Canadian mobile network operator

Eastlink Wireless is a Canadian mobile network operator owned by Eastlink. Its built network serves the provinces of Nova Scotia and Prince Edward Island, with additional coverage areas provided in New Brunswick, Ontario and Alberta communities as well as Newfoundland.

==History==
Eastlink spent $25,628,000 for Advanced Wireless Services (AWS) spectrum licenses covering Atlantic Canada, plus smaller communities elsewhere in Canada.

==Network==
Eastlink has AWS spectrum licenses to serve the entire Atlantic Canada population, plus Grande Prairie, Alberta and several small cities throughout Ontario.

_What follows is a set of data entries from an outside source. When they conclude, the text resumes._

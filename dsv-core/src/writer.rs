use memchr::{memchr, memchr2};

use crate::tokenizer::{ConfigError, Terminator};

/// The quoting style to use when writing delimited text.
#[derive(Clone, Copy, Debug)]
pub enum QuoteStyle {
    /// This puts quotes around every field. Always.
    Always,
    /// This puts quotes around fields only when necessary.
    ///
    /// They are necessary when a field contains the delimiter, the quote
    /// character, a record terminator, a backslash when backslash escapes
    /// are in use, or when its first character would be misread as a comment
    /// marker or a leading equal sign under the configured dialect.
    ///
    /// This is the default.
    Necessary,
    /// This *never* writes quotes.
    ///
    /// If a field requires quotes, then the writer will report an error.
    Never,
}

impl Default for QuoteStyle {
    fn default() -> QuoteStyle {
        QuoteStyle::Necessary
    }
}

/// A builder for configuring a field escaper.
#[derive(Clone, Debug, Default)]
pub struct WriterBuilder {
    wtr: Writer,
}

impl WriterBuilder {
    /// Create a new builder for configuring a field escaper.
    pub fn new() -> WriterBuilder {
        WriterBuilder::default()
    }

    /// Build a field escaper from this configuration.
    ///
    /// Contradictory configurations are rejected here, before any field is
    /// written.
    pub fn build(&self) -> Result<Writer, ConfigError> {
        let w = &self.wtr;
        let d = w.delimiter;
        if d == w.quote
            || w.term == d
            || d == '\r'
            || d == '\n'
            || (w.escapes && d == '\\')
            || (w.comments && d == '#')
            || (w.leading_equal && d == '=')
        {
            return Err(ConfigError::Delimiter(d));
        }
        if let Terminator::Any(c) = w.term {
            if c == w.quote
                || (w.escapes && c == '\\')
                || (w.comments && c == '#')
            {
                return Err(ConfigError::Terminator(c));
            }
        }
        if w.quote == '\r' || w.quote == '\n' || (w.escapes && w.quote == '\\')
        {
            return Err(ConfigError::Quote(w.quote));
        }
        Ok(self.wtr.clone())
    }

    /// The field delimiter to use when writing.
    ///
    /// The default is `,`.
    pub fn delimiter(&mut self, delimiter: char) -> &mut WriterBuilder {
        self.wtr.delimiter = delimiter;
        self
    }

    /// The record terminator to use when writing.
    ///
    /// The default is `Terminator::Any('\n')`. Use `Terminator::CRLF` for
    /// `\r\n` line endings.
    pub fn terminator(&mut self, term: Terminator) -> &mut WriterBuilder {
        self.wtr.term = term;
        self
    }

    /// The quote character to use when writing.
    ///
    /// The default is `"`.
    pub fn quote(&mut self, quote: char) -> &mut WriterBuilder {
        self.wtr.quote = quote;
        self
    }

    /// The escape character used to escape quotes when `double_quote` is
    /// disabled.
    ///
    /// The default is `\`.
    pub fn escape(&mut self, escape: char) -> &mut WriterBuilder {
        self.wtr.escape = escape;
        self
    }

    /// The quoting escape mechanism to use when writing.
    ///
    /// When enabled (which is the default), quotes are escaped by doubling
    /// them. e.g., `"` escapes to `""`.
    ///
    /// When disabled, quotes are escaped with the escape character (which
    /// is `\` by default).
    pub fn double_quote(&mut self, yes: bool) -> &mut WriterBuilder {
        self.wtr.double_quote = yes;
        self
    }

    /// Declare that the dialect being written recognizes `\` as an escape
    /// character.
    ///
    /// Fields containing a backslash are then quoted and the backslash is
    /// written as `\\` so it reads back as one literal backslash.
    ///
    /// This is disabled by default.
    pub fn backslash_escapes(&mut self, yes: bool) -> &mut WriterBuilder {
        self.wtr.escapes = yes;
        self
    }

    /// Declare that the dialect being written recognizes `#` comment lines.
    ///
    /// A field starting with `#` in the first column of a record is then
    /// quoted so it does not read back as a comment.
    ///
    /// This is disabled by default.
    pub fn comments(&mut self, yes: bool) -> &mut WriterBuilder {
        self.wtr.comments = yes;
        self
    }

    /// Declare that the dialect being written recognizes the `="…"` idiom.
    ///
    /// A field starting with `=` is then quoted so it does not read back
    /// with its equal sign suppressed.
    ///
    /// This is disabled by default.
    pub fn leading_equal(&mut self, yes: bool) -> &mut WriterBuilder {
        self.wtr.leading_equal = yes;
        self
    }
}

/// A field escaper for delimited text.
///
/// This is the structural inverse of the tokenizer: a field passed through
/// [`quoted_field_into`] and re-tokenized under the same dialect yields the
/// original text. The escaper produces text only; the caller owns the output
/// destination and the delimiter/terminator bookkeeping.
///
/// [`quoted_field_into`]: #method.quoted_field_into
#[derive(Clone, Debug)]
pub struct Writer {
    delimiter: char,
    term: Terminator,
    quote: char,
    escape: char,
    double_quote: bool,
    escapes: bool,
    comments: bool,
    leading_equal: bool,
}

impl Default for Writer {
    fn default() -> Writer {
        Writer {
            delimiter: ',',
            term: Terminator::Any('\n'),
            quote: '"',
            escape: '\\',
            double_quote: true,
            escapes: false,
            comments: false,
            leading_equal: false,
        }
    }
}

impl Writer {
    /// Creates a new field escaper with the default configuration.
    pub fn new() -> Writer {
        Writer::default()
    }

    /// The configured field delimiter.
    pub fn delimiter(&self) -> char {
        self.delimiter
    }

    /// The configured record terminator.
    pub fn terminator(&self) -> Terminator {
        self.term
    }

    /// The configured quote character.
    pub fn quote(&self) -> char {
        self.quote
    }

    /// Returns true if and only if writing this field without quotes would
    /// not read back as the same field under the configured dialect.
    ///
    /// `first_in_record` distinguishes the first column, where a leading `#`
    /// would otherwise start a comment line.
    pub fn needs_quotes(&self, field: &str, first_in_record: bool) -> bool {
        let bytes = field.as_bytes();
        if memchr2(b'\r', b'\n', bytes).is_some() {
            return true;
        }
        if contains_char(field, self.quote) {
            return true;
        }
        if contains_char(field, self.delimiter) {
            return true;
        }
        if let Terminator::Any(c) = self.term {
            if contains_char(field, c) {
                return true;
            }
        }
        if self.escapes && memchr(b'\\', bytes).is_some() {
            return true;
        }
        if self.comments && first_in_record && field.starts_with('#') {
            return true;
        }
        if self.leading_equal && field.starts_with('=') {
            return true;
        }
        false
    }

    /// Append the quoted, escaped rendition of `field` to `dst`.
    ///
    /// Quote characters are doubled (or escaped, when `double_quote` is
    /// disabled) and backslashes are self-escaped when the dialect
    /// recognizes them.
    pub fn quoted_field_into(&self, field: &str, dst: &mut String) {
        dst.reserve(field.len() + 2);
        dst.push(self.quote);
        for c in field.chars() {
            if c == self.quote {
                if self.double_quote {
                    dst.push(self.quote);
                    dst.push(self.quote);
                } else {
                    dst.push(self.escape);
                    dst.push(self.quote);
                }
            } else if self.escapes && c == '\\' {
                dst.push('\\');
                dst.push('\\');
            } else {
                dst.push(c);
            }
        }
        dst.push(self.quote);
    }
}

fn contains_char(s: &str, c: char) -> bool {
    if c.is_ascii() {
        memchr(c as u8, s.as_bytes()).is_some()
    } else {
        s.contains(c)
    }
}

#[cfg(test)]
mod tests {
    use super::{Writer, WriterBuilder};
    use crate::tokenizer::{ConfigError, Terminator};

    fn quoted(wtr: &Writer, field: &str) -> String {
        let mut out = String::new();
        wtr.quoted_field_into(field, &mut out);
        out
    }

    #[test]
    fn plain_fields_need_no_quotes() {
        let wtr = Writer::new();
        assert!(!wtr.needs_quotes("abc", true));
        assert!(!wtr.needs_quotes("", false));
        assert!(!wtr.needs_quotes("#note", false));
        assert!(!wtr.needs_quotes("=1", true));
    }

    #[test]
    fn special_characters_need_quotes() {
        let wtr = Writer::new();
        assert!(wtr.needs_quotes("a,b", false));
        assert!(wtr.needs_quotes("a\"b", false));
        assert!(wtr.needs_quotes("a\nb", false));
        assert!(wtr.needs_quotes("a\rb", false));
    }

    #[test]
    fn dialect_extensions_extend_the_trigger_set() {
        let mut b = WriterBuilder::new();
        b.backslash_escapes(true).comments(true).leading_equal(true);
        let wtr = b.build().unwrap();
        assert!(wtr.needs_quotes("a\\b", false));
        assert!(wtr.needs_quotes("#note", true));
        assert!(!wtr.needs_quotes("#note", false));
        assert!(wtr.needs_quotes("=1", true));
    }

    #[test]
    fn quotes_are_doubled() {
        let wtr = Writer::new();
        assert_eq!(quoted(&wtr, "a\"b"), "\"a\"\"b\"");
        assert_eq!(quoted(&wtr, ""), "\"\"");
    }

    #[test]
    fn quotes_are_escaped_without_double_quote() {
        let mut b = WriterBuilder::new();
        b.double_quote(false);
        let wtr = b.build().unwrap();
        assert_eq!(quoted(&wtr, "a\"b"), "\"a\\\"b\"");
    }

    #[test]
    fn backslashes_are_self_escaped() {
        let mut b = WriterBuilder::new();
        b.backslash_escapes(true);
        let wtr = b.build().unwrap();
        assert_eq!(quoted(&wtr, "a\\b"), "\"a\\\\b\"");
    }

    #[test]
    fn custom_terminator_triggers_quoting() {
        let mut b = WriterBuilder::new();
        b.terminator(Terminator::Any(';'));
        let wtr = b.build().unwrap();
        assert!(wtr.needs_quotes("a;b", false));
    }

    #[test]
    fn illegal_configurations_are_rejected() {
        let mut b = WriterBuilder::new();
        b.delimiter('#').comments(true);
        assert_eq!(b.build().unwrap_err(), ConfigError::Delimiter('#'));

        let mut b = WriterBuilder::new();
        b.delimiter(';').terminator(Terminator::Any(';'));
        assert_eq!(b.build().unwrap_err(), ConfigError::Delimiter(';'));
    }
}
#[cfg(test)]
mod tests {
    use super::{
        ParseErrorKind, Terminator, Tokenized, Tokenizer, TokenizerBuilder,
    };

    #[derive(Debug, Default, Eq, PartialEq)]
    struct Doc {
        rows: Vec<Vec<String>>,
        comments: Vec<String>,
    }

    macro_rules! csv {
        ($([$($field:expr),*]),* $(,)?) => {{
            #[allow(unused_mut)]
            fn x() -> Doc {
                let mut doc = Doc::default();
                $(
                    let mut row: Vec<String> = vec![];
                    $(
                        row.push($field.to_string());
                    )*
                    doc.rows.push(row);
                )*
                doc
            }
            x()
        }};
    }

    fn drive(
        tok: &mut Tokenizer,
        chunks: Vec<&str>,
    ) -> Result<Doc, ParseErrorKind> {
        let mut doc = Doc::default();
        let mut row: Vec<String> = vec![];
        let mut iter = chunks.into_iter();
        let mut chunk = "";
        loop {
            if chunk.is_empty() {
                chunk = iter.next().unwrap_or("");
            }
            let (res, nin) = tok.tokenize(chunk);
            chunk = &chunk[nin..];
            match res {
                Tokenized::InputEmpty => {}
                Tokenized::Field { record_end } => {
                    row.push(tok.field().to_string());
                    if record_end {
                        doc.rows.push(std::mem::replace(&mut row, vec![]));
                    }
                }
                Tokenized::Comment => {
                    doc.comments.push(tok.comment().to_string());
                }
                Tokenized::End => return Ok(doc),
                Tokenized::Error(kind) => return Err(kind),
            }
        }
    }

    fn split_chars(data: &str) -> Vec<&str> {
        let mut chunks = vec![];
        let mut rest = data;
        while let Some(c) = rest.chars().next() {
            let (chunk, tail) = rest.split_at(c.len_utf8());
            chunks.push(chunk);
            rest = tail;
        }
        chunks
    }

    macro_rules! parses_to {
        ($name:ident, $data:expr, $expected:expr) => {
            parses_to!($name, $data, $expected, |builder| builder);
        };
        ($name:ident, $data:expr, $expected:expr, $config:expr) => {
            #[test]
            fn $name() {
                let mut builder = TokenizerBuilder::new();
                $config(&mut builder);
                let mut tok = builder.build().unwrap();
                let got = drive(&mut tok, vec![$data]).unwrap();
                assert_eq!($expected, got, "whole input");

                let mut builder = TokenizerBuilder::new();
                $config(&mut builder);
                let mut tok = builder.build().unwrap();
                let got = drive(&mut tok, split_chars($data)).unwrap();
                assert_eq!($expected, got, "char at a time");
            }
        };
    }

    macro_rules! fails_with {
        ($name:ident, $data:expr, $expected:expr) => {
            fails_with!($name, $data, $expected, |builder| builder);
        };
        ($name:ident, $data:expr, $expected:expr, $config:expr) => {
            #[test]
            fn $name() {
                let mut builder = TokenizerBuilder::new();
                $config(&mut builder);
                let mut tok = builder.build().unwrap();
                let got = drive(&mut tok, vec![$data]).unwrap_err();
                assert_eq!($expected, got, "whole input");

                let mut builder = TokenizerBuilder::new();
                $config(&mut builder);
                let mut tok = builder.build().unwrap();
                let got = drive(&mut tok, split_chars($data)).unwrap_err();
                assert_eq!($expected, got, "char at a time");
            }
        };
    }

    parses_to!(one_row_one_field, "a", csv![["a"]]);
    parses_to!(one_row_many_fields, "a,b,c", csv![["a", "b", "c"]]);
    parses_to!(one_row_trailing_comma, "a,b,", csv![["a", "b", ""]]);
    parses_to!(one_row_one_field_lf, "a\n", csv![["a"]]);
    parses_to!(one_row_many_fields_lf, "a,b,c\n", csv![["a", "b", "c"]]);
    parses_to!(one_row_many_fields_crlf, "a,b,c\r\n", csv![["a", "b", "c"]]);
    parses_to!(one_row_many_fields_cr, "a,b,c\r", csv![["a", "b", "c"]]);
    parses_to!(
        many_rows_many_fields,
        "a,b,c\nx,y,z",
        csv![["a", "b", "c"], ["x", "y", "z"]]
    );
    parses_to!(
        many_rows_many_fields_crlf,
        "a,b,c\r\nx,y,z\r\n",
        csv![["a", "b", "c"], ["x", "y", "z"]]
    );
    parses_to!(
        utf8_fields,
        "a,b,c,ȡ\na,b,c,ƌ",
        csv![["a", "b", "c", "ȡ"], ["a", "b", "c", "ƌ"]]
    );

    parses_to!(empty, "", csv![]);
    parses_to!(empty_field, ",", csv![["", ""]]);
    parses_to!(empty_fields, ",,", csv![["", "", ""]]);
    parses_to!(empty_line_is_empty_record, "\n", csv![[""]]);
    parses_to!(
        empty_lines_between_records,
        "a\n\nb\n",
        csv![["a"], [""], ["b"]]
    );
    parses_to!(empty_line_crlf, "\r\n", csv![[""]]);

    parses_to!(quote_empty, "\"\"", csv![[""]]);
    parses_to!(quoted_delimiter, "a,\"b,c\",d", csv![["a", "b,c", "d"]]);
    parses_to!(quoted_newline, "a,\"b\nc\"", csv![["a", "b\nc"]]);
    parses_to!(quoted_crlf, "\"a\r\nb\"", csv![["a\r\nb"]]);
    parses_to!(doubled_quote, "a,\"b\"\"c\",d", csv![["a", "b\"c", "d"]]);
    parses_to!(inner_quote, "a,b\"c", csv![["a", "b\"c"]]);
    parses_to!(interspersed_quote, "a,b\"c\"", csv![["a", "b\"c\""]]);
    parses_to!(quote_change, "zaz", csv![["a"]], |b: &mut TokenizerBuilder| {
        b.quote('z');
    });

    parses_to!(
        raw_mode_keeps_quotes,
        "\"a\",\"b,c\"",
        csv![["\"a\"", "\"b,c\""]],
        |b: &mut TokenizerBuilder| {
            b.sanitize_fields(false);
        }
    );
    parses_to!(
        raw_mode_keeps_doubled_quotes,
        "\"a\"\"b\"",
        csv![["\"a\"\"b\""]],
        |b: &mut TokenizerBuilder| {
            b.sanitize_fields(false);
        }
    );

    parses_to!(delimiter_tabs, "a\tb", csv![["a", "b"]], |b: &mut TokenizerBuilder| {
        b.delimiter('\t');
    });
    parses_to!(delimiter_weird, "azb", csv![["a", "b"]], |b: &mut TokenizerBuilder| {
        b.delimiter('z');
    });
    parses_to!(
        term_weird,
        "a,bzc,d",
        csv![["a", "b"], ["c", "d"]],
        |b: &mut TokenizerBuilder| {
            b.terminator(Terminator::Any('z'));
        }
    );

    parses_to!(
        backslash_in_unquoted_field,
        "a\\,b,c",
        csv![["a,b", "c"]],
        |b: &mut TokenizerBuilder| {
            b.backslash_escapes(true);
        }
    );
    parses_to!(
        backslash_in_quoted_field,
        "\"a\\\"b\"",
        csv![["a\"b"]],
        |b: &mut TokenizerBuilder| {
            b.backslash_escapes(true);
        }
    );
    parses_to!(
        backslash_keeps_newline,
        "a\\\nb",
        csv![["a\nb"]],
        |b: &mut TokenizerBuilder| {
            b.backslash_escapes(true);
        }
    );
    parses_to!(
        backslash_raw_mode,
        "a\\,b",
        csv![["a\\,b"]],
        |b: &mut TokenizerBuilder| {
            b.backslash_escapes(true).sanitize_fields(false);
        }
    );
    parses_to!(backslash_disabled_is_content, "a\\,b", csv![["a\\", "b"]]);

    parses_to!(
        leading_equal_quoted,
        "=\"0001\",b",
        csv![["0001", "b"]],
        |b: &mut TokenizerBuilder| {
            b.leading_equal(true);
        }
    );
    parses_to!(
        leading_equal_unquoted_is_content,
        "=a,=",
        csv![["=a", "="]],
        |b: &mut TokenizerBuilder| {
            b.leading_equal(true);
        }
    );
    parses_to!(
        leading_equal_disabled_is_content,
        "=\"a\",b",
        csv![["=\"a\"", "b"]]
    );
    parses_to!(
        leading_equal_raw_mode,
        "=\"a\"",
        csv![["\"a\""]],
        |b: &mut TokenizerBuilder| {
            b.leading_equal(true).sanitize_fields(false);
        }
    );

    parses_to!(
        trim_unquoted,
        "  a , b\t\n",
        csv![["a", "b"]],
        |b: &mut TokenizerBuilder| {
            b.trim_whitespace(true);
        }
    );
    parses_to!(
        trim_around_quotes,
        "  \"a b\"  ,c",
        csv![["a b", "c"]],
        |b: &mut TokenizerBuilder| {
            b.trim_whitespace(true);
        }
    );
    parses_to!(
        trim_preserves_quoted_whitespace,
        "\" a \",b",
        csv![[" a ", "b"]],
        |b: &mut TokenizerBuilder| {
            b.trim_whitespace(true);
        }
    );
    parses_to!(no_trim_keeps_whitespace, " a ,b", csv![[" a ", "b"]]);
    parses_to!(
        no_trim_quote_after_space_is_content,
        " \"a\",b",
        csv![[" \"a\"", "b"]]
    );

    parses_to!(
        comment_line,
        "#hello\na,b\n",
        {
            let mut doc = csv![["a", "b"]];
            doc.comments.push("hello".to_string());
            doc
        },
        |b: &mut TokenizerBuilder| {
            b.comments(true);
        }
    );
    parses_to!(
        comment_at_end_of_input,
        "a,b\n#bye",
        {
            let mut doc = csv![["a", "b"]];
            doc.comments.push("bye".to_string());
            doc
        },
        |b: &mut TokenizerBuilder| {
            b.comments(true);
        }
    );
    parses_to!(
        comment_raw_mode_keeps_marker,
        "#hello\n",
        {
            let mut doc = Doc::default();
            doc.comments.push("#hello".to_string());
            doc
        },
        |b: &mut TokenizerBuilder| {
            b.comments(true).sanitize_fields(false);
        }
    );
    parses_to!(
        comment_mid_record_is_content,
        "a,#b\n",
        csv![["a", "#b"]],
        |b: &mut TokenizerBuilder| {
            b.comments(true);
        }
    );
    parses_to!(comments_disabled_is_content, "#a,b\n", csv![["#a", "b"]]);

    fails_with!(
        unterminated_quote,
        "a,\"unterminated\n",
        ParseErrorKind::UnbalancedQuote
    );
    fails_with!(
        junk_after_closing_quote,
        "\"a\"x,b",
        ParseErrorKind::UnexpectedCharacter { found: 'x' }
    );
    fails_with!(
        unbalanced_escape_unquoted,
        "a\\",
        ParseErrorKind::UnbalancedEscape,
        |b: &mut TokenizerBuilder| {
            b.backslash_escapes(true);
        }
    );
    fails_with!(
        unbalanced_escape_quoted,
        "\"a\\",
        ParseErrorKind::UnbalancedEscape,
        |b: &mut TokenizerBuilder| {
            b.backslash_escapes(true);
        }
    );
    fails_with!(
        unbalanced_escape_comment,
        "#a\\",
        ParseErrorKind::UnbalancedEscape,
        |b: &mut TokenizerBuilder| {
            b.comments(true).backslash_escapes(true);
        }
    );
    fails_with!(
        odd_quote_count,
        "\"a\"\"",
        ParseErrorKind::UnbalancedQuote
    );

    #[test]
    fn rows_before_error_are_reported() {
        let mut tok = Tokenizer::new();
        let mut rows = vec![];
        let mut row: Vec<String> = vec![];
        let mut input = "a,b\n\"broken";
        let err = loop {
            let (res, nin) = tok.tokenize(input);
            input = &input[nin..];
            match res {
                Tokenized::InputEmpty => {}
                Tokenized::Field { record_end } => {
                    row.push(tok.field().to_string());
                    if record_end {
                        rows.push(std::mem::replace(&mut row, vec![]));
                    }
                }
                Tokenized::Error(kind) => break kind,
                other => panic!("unexpected result: {:?}", other),
            }
        };
        assert_eq!(rows, vec![vec!["a".to_string(), "b".to_string()]]);
        assert!(row.is_empty(), "no field reported for the broken field");
        assert_eq!(err, ParseErrorKind::UnbalancedQuote);
    }

    #[test]
    fn chars_read_counts_characters() {
        let mut tok = Tokenizer::new();
        let (_, nin) = tok.tokenize("ȡ,b\n");
        assert_eq!(nin, "ȡ,".len());
        assert_eq!(tok.chars_read(), 2);
    }

    #[test]
    fn illegal_delimiter_is_rejected() {
        use super::ConfigError;

        let mut b = TokenizerBuilder::new();
        b.delimiter('#').comments(true);
        assert_eq!(b.build().unwrap_err(), ConfigError::Delimiter('#'));

        let mut b = TokenizerBuilder::new();
        b.delimiter('\\').backslash_escapes(true);
        assert_eq!(b.build().unwrap_err(), ConfigError::Delimiter('\\'));

        let mut b = TokenizerBuilder::new();
        b.delimiter('=').leading_equal(true);
        assert_eq!(b.build().unwrap_err(), ConfigError::Delimiter('='));

        let mut b = TokenizerBuilder::new();
        b.delimiter('"');
        assert_eq!(b.build().unwrap_err(), ConfigError::Delimiter('"'));

        let mut b = TokenizerBuilder::new();
        b.delimiter('\n');
        assert_eq!(b.build().unwrap_err(), ConfigError::Delimiter('\n'));
    }
}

Combined, these markets cover a population of 4,886,983. The carrier is using LTE and HSPA+ technology. In March 2022, Eastlink launched a 5G network in partnership with Ericsson. As of January 2023, 5G is available in multiple cities in Atlantic Canada, with the goal of expanding through the entire network.

==Products==

===Smartphones===
Eastlink sells multiple Android and iOS devices, from Apple, Samsung, LG, Motorola. Many of these devices support 5G, and all support the carriers LTE network. Eastlink no longer offers mobile broadband hotspots or feature phones directly.

==Services==
Various services are available at Eastlink Wireless.

===Plans===
Eastlink offers many plan options such as, Unlimited Data, Rollover Data, Starter Data, and Talk and Text. All Unlimited and Rollover data plans include unlimited minutes and messaging, with the Unlimited Data plans also offering unlimited reduced speed data after the data cap is met. The Starter Data plans offer lower cost plans with smaller amounts of data, and the lowest 250mb plan also has a 100 Outgoing minute limit. The Talk & Text plan offers unlimited minutes and messaging but no mobile data service. Currently, no mobile data only plans are offered.

===Device subsidies===
Eastlink offers a device subsidy option called the easyTab for customers with a plan costing $40 or more.

===Roaming===
When in parts of Canada not on Eastlink's network, customers roam domestically at no extra charge on the networks of one of the three major mobile providers in Canada (Bell Mobility, Rogers Wireless, and Telus Mobility) as well as on Vidéotron Mobile in Quebec.